DATA 612 Project 3 - Matrix Factorization Methods
Instruction
In this assignment, we will implement a matrix factorization method - such as singular value decomposition (SVD) or Alternating Least Squares (ALS) - in the context of a recommender system by starting with an existing recommender system written by ourselves.
Introduction
In this project, we will implement a matrix factorization method, singular value decomposition (SVD), in the context of a recommender system, and compare its performance with the User-Based Collaborative Filtering (UBCF) model and Item-Based Collaborative Filtering (IBCF) model evaluated with different approaches from our previous assignment.
From the brief explanation of SVD by Standford University [https://youtu.be/yLdOS6xyM_Q], in linear algebra, the singular value decomposition (SVD) is a factorization of a matrix that generalizes the eigendecomposition of a square normal matrix to any \(m*n\) matrix via an extension of the polar decomposition, which requires no missing values. The singular value decomposition of an \(m*n\) matrix \(A\) is a factorization of the form \(U \Sigma V^T\), i.e. \(A = U \Sigma V^T\), where \(U\) is an \(m*r\) orthogonal matrix, \(\Sigma\) is an \(r*r\) diagonal matrix with the \(\sigma_{ii}\) values in descending order, and \(V\) is an \(n*r\) orthogonal matrix, where \(r \le min(m,n)\) is the rank of the original matrix \(A\).
From the dimensionality reduction introduced by Standford University [https://youtu.be/c7e-D2tmRE0], SVD gives the best low rank approximation matrix \(B = USV^T\) from matrix \(A\) by keeping 80% to 90% of the sum of the squares of the singular values (\(\sum \sigma_{ii}^2\)), where \(S\) is a diagonal \(r*r\) matrix with its diagonal values \(s_{ii} = \sigma_{ii} (i=1...k)\) else \(s_{ii}=0\), which implies the formula \[\frac {\sum_{i=1}^{k}\sigma_{ii}^2} {\sum_{i=1}^{r} \sigma_{ii}^2} \approx 0.9\].
We will use one of the Jester datasets for Recommender Systems and Collaborative Filtering Research by Ken Goldberg, AUTOLab, UC Berkeley [http://eigentaste.berkeley.edu/dataset/] as our raw dataset.
Load Packages
Read Data
Only the first five rows of data are displayed in order to compress the size of the output file.

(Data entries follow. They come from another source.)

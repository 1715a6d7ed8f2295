//! Transform Parameters
//!
//! Musical parameters (sample rate, resolution, range) plus the engine
//! options that decide how the kernel is laid out and how results are scaled.

use crate::analyser::OutputScale;
use crate::error::{Error, Result};
use crate::scales;
use crate::window::WindowFunction;

/// Longest window a kernel may require, in samples (~95 s at 44.1 kHz).
///
/// A power of two, so [`FftSizePolicy::PowerOfTwo`] frames stay within it too.
pub const MAX_FFT_SIZE: usize = 1 << 22;

//=============================================================================
// Kernel Layout Options
//=============================================================================

/// How the shared input frame length is derived from the longest window
#[derive(Debug, Clone, Copy, PartialEq, Eq, Default)]
#[cfg_attr(
    feature = "serialization",
    derive(serde::Serialize, serde::Deserialize)
)]
pub enum FftSizePolicy {
    /// Exactly the lowest bin's window length (direct kernel evaluation)
    #[default]
    Exact,
    /// Next power of two at or above the lowest bin's window length
    PowerOfTwo,
}

impl FftSizePolicy {
    /// Frame length for a longest window of `longest_window` samples
    pub fn frame_len(self, longest_window: usize) -> usize {
        match self {
            FftSizePolicy::Exact => longest_window,
            FftSizePolicy::PowerOfTwo => longest_window.next_power_of_two(),
        }
    }
}

/// Where each bin's window sits inside the input frame
#[derive(Debug, Clone, Copy, PartialEq, Eq, Default)]
#[cfg_attr(
    feature = "serialization",
    derive(serde::Serialize, serde::Deserialize)
)]
pub enum KernelAlignment {
    /// Every bin reads the most recent samples (end of the frame)
    #[default]
    Trailing,
    /// Every bin's window is centred in the frame
    Centered,
}

impl KernelAlignment {
    /// First input index read by a window of `len` samples in a `frame_len` frame
    pub fn offset(self, frame_len: usize, len: usize) -> usize {
        debug_assert!(len <= frame_len);
        match self {
            KernelAlignment::Trailing => frame_len - len,
            KernelAlignment::Centered => {
                let start = (frame_len as f64 / 2.0 - len as f64 / 2.0).ceil() as usize;
                // Odd windows lean one sample earlier so they never overrun the frame
                if len % 2 == 1 {
                    start.saturating_sub(1)
                } else {
                    start
                }
            }
        }
    }
}

//=============================================================================
// Transform Parameters
//=============================================================================

/// Parameters of a constant-Q transform
#[derive(Debug, Clone, Copy, PartialEq)]
#[cfg_attr(
    feature = "serialization",
    derive(serde::Serialize, serde::Deserialize)
)]
pub struct TransformParameters {
    /// Sample rate in Hz
    pub sample_rate: f32,
    /// Frequency resolution, bins per doubling of frequency
    pub bins_per_octave: usize,
    /// Number of output bins
    pub bin_count: usize,
    /// Center frequency of bin 0 in Hz
    pub min_frequency: f32,
    /// Taper applied to each bin's basis
    pub window: WindowFunction,
    /// How the input frame length is chosen
    pub fft_size_policy: FftSizePolicy,
    /// Placement of shorter windows within the frame
    pub alignment: KernelAlignment,
    /// Scale of the values written to the output buffer
    pub output_scale: OutputScale,
}

impl Default for TransformParameters {
    /// 44.1 kHz, 8 octaves of 24 bins starting at B0 (30.87 Hz)
    fn default() -> Self {
        Self {
            sample_rate: 44100.0,
            bins_per_octave: 24,
            bin_count: 192,
            min_frequency: 30.87,
            window: WindowFunction::Hamming,
            fft_size_policy: FftSizePolicy::Exact,
            alignment: KernelAlignment::Trailing,
            output_scale: OutputScale::default(),
        }
    }
}

impl TransformParameters {
    /// Create parameters with the given musical range and default options
    pub fn new(sample_rate: f32, bins_per_octave: usize, bin_count: usize, min_frequency: f32) -> Self {
        Self {
            sample_rate,
            bins_per_octave,
            bin_count,
            min_frequency,
            ..Default::default()
        }
    }

    /// Use `window` to taper each bin's basis
    pub fn with_window(mut self, window: WindowFunction) -> Self {
        self.window = window;
        self
    }

    /// Choose how the input frame length is derived
    pub fn with_fft_size_policy(mut self, policy: FftSizePolicy) -> Self {
        self.fft_size_policy = policy;
        self
    }

    /// Choose where shorter windows sit in the frame
    pub fn with_alignment(mut self, alignment: KernelAlignment) -> Self {
        self.alignment = alignment;
        self
    }

    /// Choose the scale of output values
    pub fn with_output_scale(mut self, output_scale: OutputScale) -> Self {
        self.output_scale = output_scale;
        self
    }

    /// Nyquist frequency in Hz
    pub fn nyquist(&self) -> f32 {
        self.sample_rate / 2.0
    }

    /// Quality factor shared by all bins
    pub fn q_factor(&self) -> f64 {
        scales::q_factor(self.bins_per_octave)
    }

    /// Center frequency of the highest bin in Hz
    pub fn highest_frequency(&self) -> f64 {
        scales::center_frequency(
            self.min_frequency as f64,
            self.bins_per_octave,
            self.bin_count.saturating_sub(1),
        )
    }

    /// Check that these parameters describe a buildable kernel
    pub fn validate(&self) -> Result<()> {
        if !(self.sample_rate.is_finite() && self.sample_rate > 0.0) {
            return Err(Error::invalid(format!(
                "sample rate must be positive, got {}",
                self.sample_rate
            )));
        }
        if self.bins_per_octave == 0 {
            return Err(Error::invalid("bins per octave must be positive"));
        }
        if self.bin_count == 0 {
            return Err(Error::invalid("bin count must be positive"));
        }
        if !(self.min_frequency.is_finite() && self.min_frequency > 0.0) {
            return Err(Error::invalid(format!(
                "minimum frequency must be positive, got {}",
                self.min_frequency
            )));
        }

        let nyquist = self.nyquist() as f64;
        let highest = self.highest_frequency();
        if highest >= nyquist {
            return Err(Error::invalid(format!(
                "highest bin at {:.2} Hz is not below Nyquist ({:.2} Hz)",
                highest, nyquist
            )));
        }

        // Bin 0 has the longest window; it sizes the whole frame
        let longest = self.q_factor() * self.sample_rate as f64 / self.min_frequency as f64;
        if !longest.is_finite() || longest.ceil() > MAX_FFT_SIZE as f64 {
            return Err(Error::invalid(format!(
                "lowest bin needs a {:.0}-sample window, above the {} sample limit",
                longest, MAX_FFT_SIZE
            )));
        }

        Ok(())
    }
}

#[cfg(test)]
mod tests {
    use super::*;

    #[test]
    fn test_default_is_reference_configuration() {
        let params = TransformParameters::default();
        assert_eq!(params.sample_rate, 44100.0);
        assert_eq!(params.bins_per_octave, 24);
        assert_eq!(params.bin_count, 192);
        assert_eq!(params.min_frequency, 30.87);
        assert!(params.validate().is_ok());
    }

    #[test]
    fn test_bin_count_need_not_fill_octaves() {
        assert!(TransformParameters::new(48000.0, 12, 37, 55.0).validate().is_ok());
    }

    #[test]
    fn test_rejects_non_positive_values() {
        let cases = [
            TransformParameters::new(0.0, 24, 192, 30.87),
            TransformParameters::new(-44100.0, 24, 192, 30.87),
            TransformParameters::new(f32::NAN, 24, 192, 30.87),
            TransformParameters::new(44100.0, 0, 192, 30.87),
            TransformParameters::new(44100.0, 24, 0, 30.87),
            TransformParameters::new(44100.0, 24, 192, 0.0),
            TransformParameters::new(44100.0, 24, 192, -1.0),
        ];
        for params in cases {
            assert!(
                matches!(params.validate(), Err(Error::InvalidConfiguration(_))),
                "{:?} should be rejected",
                params
            );
        }
    }

    #[test]
    fn test_rejects_bins_above_nyquist() {
        // 30.87 * 2^(10 octaves) ~ 31.6 kHz > 22.05 kHz
        let params = TransformParameters::new(44100.0, 24, 241, 30.87);
        assert!(matches!(params.validate(), Err(Error::InvalidConfiguration(_))));

        // Minimum frequency alone already at Nyquist
        let params = TransformParameters::new(44100.0, 24, 1, 22050.0);
        assert!(params.validate().is_err());
    }

    #[test]
    fn test_rejects_unbounded_windows() {
        let cases = [
            // Window length overflows to infinity
            TransformParameters::new(44100.0, 24, 1, 1e-30),
            // Finite but far beyond any allocatable frame
            TransformParameters::new(44100.0, 24, 1, 1e-3),
            // Huge resolution makes Q, and with it every window, enormous
            TransformParameters::new(44100.0, 1_000_000, 1, 20.0),
        ];
        for params in cases {
            assert!(
                matches!(params.validate(), Err(Error::InvalidConfiguration(_))),
                "{:?} should be rejected",
                params
            );
        }
    }

    #[test]
    fn test_frame_limit_boundary() {
        // Q(24) * 44100 / 0.5 ~ 3.0M samples, within the limit
        let params = TransformParameters::new(44100.0, 24, 1, 0.5);
        assert!(params.validate().is_ok());
        assert!(FftSizePolicy::PowerOfTwo.frame_len(3_010_010) <= MAX_FFT_SIZE);
        // ~5.0M samples
        let params = TransformParameters::new(44100.0, 24, 1, 0.3);
        assert!(params.validate().is_err());
    }

    #[test]
    fn test_power_of_two_policy() {
        assert_eq!(FftSizePolicy::Exact.frame_len(48753), 48753);
        assert_eq!(FftSizePolicy::PowerOfTwo.frame_len(48753), 65536);
        assert_eq!(FftSizePolicy::PowerOfTwo.frame_len(1024), 1024);
    }

    #[test]
    fn test_alignment_offsets() {
        assert_eq!(KernelAlignment::Trailing.offset(100, 40), 60);
        assert_eq!(KernelAlignment::Trailing.offset(100, 100), 0);
        assert_eq!(KernelAlignment::Centered.offset(100, 40), 30);
        assert_eq!(KernelAlignment::Centered.offset(100, 41), 29);
        assert_eq!(KernelAlignment::Centered.offset(100, 100), 0);
        assert_eq!(KernelAlignment::Centered.offset(101, 101), 0);
    }
}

data <- read_csv('https://raw.githubusercontent.com/shirley-wong/Data-612/master/Project-3/jester_data_1_3.csv', col_names = FALSE)

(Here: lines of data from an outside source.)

//! Vectorized Analyser
//!
//! Same transform as [`ScalarAnalyser`](super::ScalarAnalyser), restructured
//! for wide arithmetic:
//!
//! - Samples are processed four at a time in `f32` lanes
//! - Lanes run over blocks of [`BLOCK_LEN`] samples, then fold into an `f64`
//!   accumulator, which keeps rounding error bounded for long windows
//! - Window lengths not divisible by four finish with a scalar tail
//!
//! On x86_64 the lane kernel uses SSE intrinsics (part of the target's
//! baseline). Other targets use portable `[f32; 4]` lanes, which the
//! compiler lowers to NEON or `simd128` where available.

use super::{bin_value, OutputScale, SpectralAnalyser};
use crate::kernel::Kernel;

/// Samples per lane group
pub const LANES: usize = 4;

/// Samples accumulated in `f32` before folding into `f64`
pub const BLOCK_LEN: usize = 64;

/// Maximum relative deviation from the scalar analyser's magnitudes
pub const VECTORIZED_RELATIVE_TOLERANCE: f32 = 1e-4;

/// Absolute slack on magnitudes near zero, for full-scale (±1.0) input
pub const VECTORIZED_ABSOLUTE_TOLERANCE: f32 = 1e-7;

/// Whether the running CPU has native vector arithmetic for this analyser
#[cfg(target_arch = "x86_64")]
pub fn is_supported() -> bool {
    is_x86_feature_detected!("sse2")
}

/// Whether the running CPU has native vector arithmetic for this analyser
#[cfg(target_arch = "aarch64")]
pub fn is_supported() -> bool {
    std::arch::is_aarch64_feature_detected!("neon")
}

/// Whether the running CPU has native vector arithmetic for this analyser
#[cfg(not(any(target_arch = "x86_64", target_arch = "aarch64")))]
pub fn is_supported() -> bool {
    cfg!(all(target_arch = "wasm32", target_feature = "simd128"))
}

/// Wide-arithmetic constant-Q analyser
#[derive(Debug, Clone, Copy, Default)]
pub struct VectorizedAnalyser;

impl VectorizedAnalyser {
    /// Complex response of bin `k` to `input`
    #[inline]
    pub fn bin_response(kernel: &Kernel, k: usize, input: &[f32]) -> (f64, f64) {
        let window = kernel.bin(k).input_window(input);
        let (real, imag) = kernel.coefficients(k);

        let mut sum_re = 0.0f64;
        let mut sum_im = 0.0f64;

        let mut x_blocks = window.chunks_exact(BLOCK_LEN);
        let mut re_blocks = real.chunks_exact(BLOCK_LEN);
        let mut im_blocks = imag.chunks_exact(BLOCK_LEN);
        for ((x, re), im) in (&mut x_blocks).zip(&mut re_blocks).zip(&mut im_blocks) {
            let (block_re, block_im) = lanes::dot(x, re, im);
            sum_re += block_re;
            sum_im += block_im;
        }

        // Remainder: whole lane groups first, then single samples
        let (x, re, im) = (
            x_blocks.remainder(),
            re_blocks.remainder(),
            im_blocks.remainder(),
        );
        let split = x.len() - x.len() % LANES;
        let (block_re, block_im) = lanes::dot(&x[..split], &re[..split], &im[..split]);
        sum_re += block_re;
        sum_im += block_im;

        for ((&x, &re), &im) in x[split..].iter().zip(&re[split..]).zip(&im[split..]) {
            let x = x as f64;
            sum_re += x * re as f64;
            sum_im -= x * im as f64;
        }

        (sum_re, sum_im)
    }
}

impl SpectralAnalyser for VectorizedAnalyser {
    fn name(&self) -> &'static str {
        "vectorized"
    }

    fn transform(&self, kernel: &Kernel, input: &[f32], output: &mut [f32], scale: OutputScale) {
        debug_assert_eq!(input.len(), kernel.fft_size(), "input frame length");
        debug_assert_eq!(output.len(), kernel.bin_count(), "output length");

        for (k, out) in output.iter_mut().enumerate().take(kernel.bin_count()) {
            let (re, im) = Self::bin_response(kernel, k, input);
            *out = bin_value(re, im, scale);
        }
    }
}

//=============================================================================
// Lane Kernels
// `dot` takes equal-length slices whose length is a multiple of LANES and
// returns (sum x*re, -sum x*im), each lane summed in f32.
//=============================================================================

#[cfg(target_arch = "x86_64")]
mod lanes {
    use super::LANES;
    use std::arch::x86_64::{
        __m128, _mm_add_ps, _mm_loadu_ps, _mm_mul_ps, _mm_setzero_ps, _mm_storeu_ps, _mm_sub_ps,
    };

    #[inline]
    pub(super) fn dot(x: &[f32], re: &[f32], im: &[f32]) -> (f64, f64) {
        debug_assert_eq!(x.len() % LANES, 0);
        debug_assert!(re.len() == x.len() && im.len() == x.len());

        // SAFETY: SSE is part of the x86_64 baseline. Every load reads LANES
        // floats starting at `i`, and `i + LANES <= len` for all three slices.
        unsafe {
            let mut sum_re = _mm_setzero_ps();
            let mut sum_im = _mm_setzero_ps();
            for i in (0..x.len()).step_by(LANES) {
                let xv = _mm_loadu_ps(x.as_ptr().add(i));
                let rv = _mm_loadu_ps(re.as_ptr().add(i));
                let iv = _mm_loadu_ps(im.as_ptr().add(i));
                sum_re = _mm_add_ps(sum_re, _mm_mul_ps(xv, rv));
                sum_im = _mm_sub_ps(sum_im, _mm_mul_ps(xv, iv));
            }
            (horizontal_sum(sum_re), horizontal_sum(sum_im))
        }
    }

    #[inline]
    unsafe fn horizontal_sum(v: __m128) -> f64 {
        let mut lanes = [0.0f32; LANES];
        _mm_storeu_ps(lanes.as_mut_ptr(), v);
        lanes.iter().map(|&l| l as f64).sum()
    }
}

#[cfg(not(target_arch = "x86_64"))]
mod lanes {
    use super::LANES;

    #[inline]
    pub(super) fn dot(x: &[f32], re: &[f32], im: &[f32]) -> (f64, f64) {
        debug_assert_eq!(x.len() % LANES, 0);
        debug_assert!(re.len() == x.len() && im.len() == x.len());

        let mut sum_re = [0.0f32; LANES];
        let mut sum_im = [0.0f32; LANES];
        for ((x, re), im) in x
            .chunks_exact(LANES)
            .zip(re.chunks_exact(LANES))
            .zip(im.chunks_exact(LANES))
        {
            for l in 0..LANES {
                sum_re[l] += x[l] * re[l];
                sum_im[l] -= x[l] * im[l];
            }
        }
        (
            sum_re.iter().map(|&l| l as f64).sum(),
            sum_im.iter().map(|&l| l as f64).sum(),
        )
    }
}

colnames(data) <- c('User_Rating_Cnt',str_c('J', c(1:100)))
head(data, 5)Data Exploration
The dataset is a matrix with dimensions 24,938 rows x 101 columns. It contains ratings from 24,938 users who have rated between 15 and 35 jokes ranging from -10.00 to +10.00, with ‘99’ corresponds to ‘null’ value. One row represents one user, while the first column gives the number of jokes rated by that user. The next 100 columns give the ratings for jokes 01-100. As the dataset is relatively large, we will randomly select 10,000 rows from the original dataset for our studies below. The first 5 rows are displayed.
set.seed(1)
# data cleaning after randomly select 10,000 rows from the raw data
ui_mtrx <- data %>%
.[sample(nrow(data),10000),] %>%
#add row number as User_ID
mutate(User_ID = row_number()) %>%
#convert value '99' to NA
gather(key = 'Joke', value = 'Rating', -User_ID,-User_Rating_Cnt) %>%
filter(Rating != 99) %>%
spread(key = 'Joke', value = 'Rating')
# remove old data to clean up memory
rm(data)
head(ui_mtrx,5) #our original dataset for this projectAfter replacing the ‘99’ values with ‘NA’, we got the summary statistics of the User_Rating_Cnt and Rating after eliminating the ‘NA’ values. From the summary statistics shown below, we can see that the users have rated about 26.05 jokes in average with range (15,35) and the ratings are in the range of (-9.95, 10) with mean 0.2863.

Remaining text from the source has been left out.